Many more professionals are using DV cameras and creating video for Web and DVD output – so Premiere 6.0 sports tools for digital-video capture and publishing to digital formats. For the first time you can work in native DV through a standard IEEE 1394 (FireWire) card – with DV’s non-square pixels supported as standard. You can save video files for use online in multiple streaming video formats, including QuickTime, RealVideo and Windows Media – and MPEG-2 for placement on DVD.
"You can output files in several formats by simply exporting the Timeline directly into a customized version of Terran Interactive's Cleaner software," says Matthew Douglas, product manager for Adobe Premiere. For customized read cut-down, as only the wizard-based Cleaner EZ is included.
Also, getting your video into Premiere is much easier with a new capture window, Douglas says. "It has a logging palette, a settings palette, and built-in DV support," he says.
Premiere 6.0 works with all the new digital video camcorders, Douglas says. Simply select the device brand and model to have instant control over your clips, he adds. Also new, to the logging-in palette is a batch capture option that lets you log sequences of clips. The app offers a preview feature that lets you view footage from the project window either on the desktop or on the camera itself, which would be useful for anyone without access to a PAL monitor.
More sophisticated tools include a storyboard window, audio mixer, and an automate-to-timeline tool. The storyboard window lets you drag and drop your clips in the order you want them to play.
"And Automate to Timeline fits your storyboard into the timeline for you," Douglas says. "You can set the clips to change at different music beats. If the clip is too short, Premiere either leaves the extra section blank for you to fill or it fits the clip to fill the space."
Premiere's new audio mixer adds long-requested audio controls that are particularly useful for music videos or other sound-driven projects.
Premiere 6.0 is also better integrated with Adobe After Effects and Photoshop than previous versions. Premiere provides 25 basic After Effects filters that you can apply to video clips – and can use other filters within the app if you have the full version of AE, the Production Bundle or one or more of the many collections of AE filters available (although some of these may not work without an update). This integration adds something also to AE, which has been overtaken by apps that work within Premiere and other NLEs such as Boris Red.

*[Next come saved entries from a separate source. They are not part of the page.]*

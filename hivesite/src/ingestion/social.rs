use anyhow::{Context, Result};
use chrono::{DateTime, NaiveDateTime, TimeZone, Utc};
use reqwest::Client;
use scraper::{Html, Selector};
use serde::Deserialize;
use tracing::{info, warn};

use super::ContentSource;
use crate::models::{NewContentUpdate, Source, UpdateKind};

pub const DEFAULT_HANDLE: &str = "gensynai";
pub const DEFAULT_SYNDICATION_URL: &str =
    "https://syndication.twitter.com/srv/timeline-profile/screen-name/{handle}?showReplies=false&showRetweets=false";
pub const DEFAULT_MIRROR_URL: &str = "https://xcancel.com/{handle}";

const MAX_POSTS: usize = 10;
const MIN_SCRAPED_CHARS: usize = 10;

/// Posts from the project's social account: the public syndication timeline first,
/// then an HTML mirror of the profile.
pub struct SocialFeedSource {
    handle: String,
    syndication_url: String,
    mirror_url: String,
}

impl SocialFeedSource {
    /// URL templates may contain `{handle}`.
    pub fn new(handle: impl Into<String>, syndication_url: impl Into<String>, mirror_url: impl Into<String>) -> Self {
        Self {
            handle: handle.into(),
            syndication_url: syndication_url.into(),
            mirror_url: mirror_url.into(),
        }
    }

    fn expand(&self, template: &str) -> String {
        template.replace("{handle}", &self.handle)
    }

    async fn fetch_syndication(&self, client: &Client) -> Result<Vec<NewContentUpdate>> {
        let url = self.expand(&self.syndication_url);
        let response = client
            .get(&url)
            .header("Accept", "application/json")
            .send()
            .await
            .context("syndication request failed")?;

        let status = response.status();
        if !status.is_success() {
            anyhow::bail!("syndication API returned {}", status);
        }

        let body: SyndicationTimeline = response.json().await.context("failed to parse syndication timeline")?;
        Ok(parse_syndication(body, &self.handle))
    }

    async fn fetch_mirror(&self, client: &Client) -> Result<Vec<NewContentUpdate>> {
        let url = self.expand(&self.mirror_url);
        let response = client.get(&url).send().await.context("mirror request failed")?;

        let status = response.status();
        if !status.is_success() {
            anyhow::bail!("mirror returned {}", status);
        }

        let html = response.text().await.context("failed to read mirror body")?;
        let host = url::Url::parse(&url)
            .ok()
            .and_then(|u| u.host_str().map(str::to_string))
            .unwrap_or_default();
        Ok(scrape_mirror(&html, &self.handle, &host))
    }
}

#[async_trait::async_trait]
impl ContentSource for SocialFeedSource {
    fn source(&self) -> Source {
        Source::SocialFeed
    }

    async fn fetch_live(&self, client: &Client) -> Result<Vec<NewContentUpdate>> {
        match self.fetch_syndication(client).await {
            Ok(posts) if !posts.is_empty() => {
                info!("social: {} posts from syndication timeline", posts.len());
                return Ok(posts);
            }
            Ok(_) => info!("social: syndication timeline was empty, trying mirror"),
            Err(e) => warn!("social: syndication failed, trying mirror: {:#}", e),
        }

        let posts = self.fetch_mirror(client).await?;
        info!("social: scraped {} posts from mirror", posts.len());
        Ok(posts)
    }

    fn fallback(&self) -> Vec<NewContentUpdate> {
        let pioneer = Utc.with_ymd_and_hms(2024, 11, 23, 0, 0, 0).single().unwrap_or_else(Utc::now);
        vec![
            NewContentUpdate::new(
                Source::SocialFeed,
                UpdateKind::Announcement,
                "We just crossed 100,000 models trained on RL-Swarm, a milestone on our very first deployed system.\n\n\
                 Introducing the Gensyn Pioneer Program! It celebrates those shaping our culture from within, \
                 whether you're making memes, helping others, or spreading the Gensyn spirit across the web.\n\n\
                 For the latest updates and to join the community, visit our Discord!",
                pioneer,
            )
            .title("Gensyn Pioneer Program Announced!")
            .url("https://discord.gg/gensyn?ref=pioneer-program")
            .author("Gensyn", Some(DEFAULT_HANDLE))
            .meta("type", "community-announcement")
            .meta("milestone", "100k models"),
            NewContentUpdate::new(
                Source::SocialFeed,
                UpdateKind::Post,
                "For the latest real-time updates from @gensynai, join our Discord community or follow us on X/Twitter. \
                 Live updates and announcements happen there first!",
                pioneer,
            )
            .url("https://discord.gg/gensyn?ref=twitter-updates")
            .author("Gensyn", Some(DEFAULT_HANDLE))
            .meta("type", "info"),
        ]
    }
}

#[derive(Debug, Deserialize)]
struct SyndicationTimeline {
    #[serde(default)]
    timeline: Vec<SyndicationPost>,
}

#[derive(Debug, Deserialize)]
struct SyndicationPost {
    text: Option<String>,
    id_str: Option<String>,
    created_at: Option<String>,
    user: Option<SyndicationUser>,
    #[serde(default)]
    favorite_count: u64,
    #[serde(default)]
    retweet_count: u64,
    #[serde(default)]
    reply_count: u64,
}

#[derive(Debug, Deserialize)]
struct SyndicationUser {
    name: Option<String>,
}

fn parse_post_date(raw: &str) -> Option<DateTime<Utc>> {
    DateTime::parse_from_str(raw, "%a %b %d %H:%M:%S %z %Y")
        .or_else(|_| DateTime::parse_from_rfc3339(raw))
        .map(|d| d.with_timezone(&Utc))
        .ok()
}

/// Only the first `MAX_POSTS` timeline entries are considered. Of those, posts need both
/// text and an id; an id-less post has no stable URL to dedup on.
fn parse_syndication(body: SyndicationTimeline, handle: &str) -> Vec<NewContentUpdate> {
    body.timeline
        .into_iter()
        .take(MAX_POSTS)
        .filter_map(|post| {
            let text = post.text.filter(|t| !t.trim().is_empty())?;
            let id = post.id_str?;
            let published = post
                .created_at
                .as_deref()
                .and_then(parse_post_date)
                .unwrap_or_else(Utc::now);
            let author = post.user.and_then(|u| u.name).unwrap_or_else(|| "Gensyn".to_string());

            Some(
                NewContentUpdate::new(Source::SocialFeed, UpdateKind::Post, text, published)
                    .url(format!("https://twitter.com/{}/status/{}", handle, id))
                    .author(author, Some(handle))
                    .meta("likes", post.favorite_count)
                    .meta("reposts", post.retweet_count)
                    .meta("replies", post.reply_count),
            )
        })
        .collect()
}

/// Mirror dates look like "Nov 23, 2024 · 4:05 PM UTC".
fn parse_mirror_date(raw: &str) -> Option<DateTime<Utc>> {
    NaiveDateTime::parse_from_str(raw.trim(), "%b %d, %Y · %I:%M %p UTC")
        .ok()
        .map(|naive| Utc.from_utc_datetime(&naive))
}

fn selector(css: &str) -> Result<Selector> {
    Selector::parse(css).map_err(|e| anyhow::anyhow!("invalid selector {}: {:?}", css, e))
}

fn scrape_mirror(html: &str, handle: &str, host: &str) -> Vec<NewContentUpdate> {
    let selectors = (
        selector(".timeline-item"),
        selector(".tweet-content"),
        selector(".tweet-date a"),
        selector(".tweet-link"),
    );
    let (Ok(item_sel), Ok(content_sel), Ok(date_sel), Ok(link_sel)) = selectors else {
        warn!("social: mirror selectors failed to compile");
        return Vec::new();
    };

    let document = Html::parse_document(html);
    let mut posts = Vec::new();

    for item in document.select(&item_sel) {
        let content = item
            .select(&content_sel)
            .next()
            .map(|el| el.text().collect::<String>().trim().to_string())
            .unwrap_or_default();
        if content.chars().count() <= MIN_SCRAPED_CHARS {
            continue;
        }

        let published = item
            .select(&date_sel)
            .next()
            .and_then(|a| a.value().attr("title"))
            .and_then(parse_mirror_date)
            .unwrap_or_else(Utc::now);

        let mut post = NewContentUpdate::new(Source::SocialFeed, UpdateKind::Post, content, published)
            .author("Gensyn", Some(handle))
            .meta("scrapedFrom", host);
        if let Some(href) = item.select(&link_sel).next().and_then(|a| a.value().attr("href")) {
            post = post.url(format!("https://twitter.com{}", href));
        }
        posts.push(post);

        if posts.len() == MAX_POSTS {
            break;
        }
    }

    posts
}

"You can drag and drop a Photoshop file into the project window, turn on transparency and create an instant composite you can play in the camera," Douglas says.
And because different projects require different tools, Premiere 6.0 lets you customize and save workspace settings.
However, Adobe has stated that it has no plans to update Premiere LE, which only ships with low-end video cards. This is no surprise though, as more and more of these have been bundling the full version of Premiere anyway. Premiere 6.0 will not be available as a Carbonized version for Mac OS X, with this being left for a later release.